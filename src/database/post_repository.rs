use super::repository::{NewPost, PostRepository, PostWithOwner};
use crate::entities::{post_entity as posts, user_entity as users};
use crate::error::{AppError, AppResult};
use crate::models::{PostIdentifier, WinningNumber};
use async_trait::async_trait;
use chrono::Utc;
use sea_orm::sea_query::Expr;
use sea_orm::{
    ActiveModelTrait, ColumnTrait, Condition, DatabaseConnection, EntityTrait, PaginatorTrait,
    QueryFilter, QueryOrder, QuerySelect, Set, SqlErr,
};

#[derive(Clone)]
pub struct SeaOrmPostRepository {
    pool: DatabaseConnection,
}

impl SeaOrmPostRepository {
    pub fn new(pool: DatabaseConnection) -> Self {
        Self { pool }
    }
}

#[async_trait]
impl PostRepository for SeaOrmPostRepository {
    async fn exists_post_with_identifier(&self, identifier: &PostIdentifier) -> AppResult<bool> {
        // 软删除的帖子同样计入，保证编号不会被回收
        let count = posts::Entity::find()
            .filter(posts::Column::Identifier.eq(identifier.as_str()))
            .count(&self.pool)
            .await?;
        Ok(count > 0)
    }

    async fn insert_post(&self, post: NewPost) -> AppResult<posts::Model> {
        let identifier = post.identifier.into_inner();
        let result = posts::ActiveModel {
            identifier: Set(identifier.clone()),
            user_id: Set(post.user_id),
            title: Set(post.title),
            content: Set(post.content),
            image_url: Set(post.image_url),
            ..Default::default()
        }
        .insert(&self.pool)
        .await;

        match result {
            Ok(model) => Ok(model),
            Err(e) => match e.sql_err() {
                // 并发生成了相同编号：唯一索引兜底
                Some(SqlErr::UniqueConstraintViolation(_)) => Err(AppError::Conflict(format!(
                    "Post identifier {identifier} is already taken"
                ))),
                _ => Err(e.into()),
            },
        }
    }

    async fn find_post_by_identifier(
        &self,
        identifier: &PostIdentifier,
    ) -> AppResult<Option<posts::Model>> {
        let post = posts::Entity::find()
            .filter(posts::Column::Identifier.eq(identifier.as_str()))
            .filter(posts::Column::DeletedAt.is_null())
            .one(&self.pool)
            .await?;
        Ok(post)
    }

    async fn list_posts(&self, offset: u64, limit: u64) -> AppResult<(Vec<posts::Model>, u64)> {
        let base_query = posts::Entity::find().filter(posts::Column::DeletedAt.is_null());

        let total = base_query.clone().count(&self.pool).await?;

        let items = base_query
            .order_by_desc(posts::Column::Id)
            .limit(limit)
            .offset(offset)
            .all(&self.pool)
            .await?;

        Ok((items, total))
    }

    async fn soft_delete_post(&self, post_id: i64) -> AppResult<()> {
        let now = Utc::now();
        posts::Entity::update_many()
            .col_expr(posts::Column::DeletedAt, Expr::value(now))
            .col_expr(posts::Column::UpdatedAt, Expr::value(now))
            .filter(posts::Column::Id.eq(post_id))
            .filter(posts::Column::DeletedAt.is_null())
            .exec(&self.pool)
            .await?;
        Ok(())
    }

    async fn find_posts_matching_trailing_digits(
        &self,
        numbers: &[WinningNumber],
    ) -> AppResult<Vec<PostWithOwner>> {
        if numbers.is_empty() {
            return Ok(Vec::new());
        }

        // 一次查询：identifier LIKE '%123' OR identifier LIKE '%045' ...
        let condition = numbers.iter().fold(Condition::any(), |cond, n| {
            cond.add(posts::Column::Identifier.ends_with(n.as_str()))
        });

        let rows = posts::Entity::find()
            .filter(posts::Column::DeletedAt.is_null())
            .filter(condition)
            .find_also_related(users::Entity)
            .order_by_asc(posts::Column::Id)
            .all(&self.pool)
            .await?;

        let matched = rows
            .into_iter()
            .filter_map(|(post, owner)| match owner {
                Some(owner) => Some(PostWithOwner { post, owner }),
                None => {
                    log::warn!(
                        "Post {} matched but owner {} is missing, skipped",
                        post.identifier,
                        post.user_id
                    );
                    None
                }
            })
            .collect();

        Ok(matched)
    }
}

...

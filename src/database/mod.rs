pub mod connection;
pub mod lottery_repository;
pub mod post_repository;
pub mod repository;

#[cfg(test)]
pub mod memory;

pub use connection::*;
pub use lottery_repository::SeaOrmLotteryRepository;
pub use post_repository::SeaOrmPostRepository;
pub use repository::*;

» **TASK GOAL**
Which lines of the data above contain the string "total"? Copy each of them.

» **EXERCISE RESULT**
        let total = base_query.clone().count(&self.pool).await?;
        Ok((items, total))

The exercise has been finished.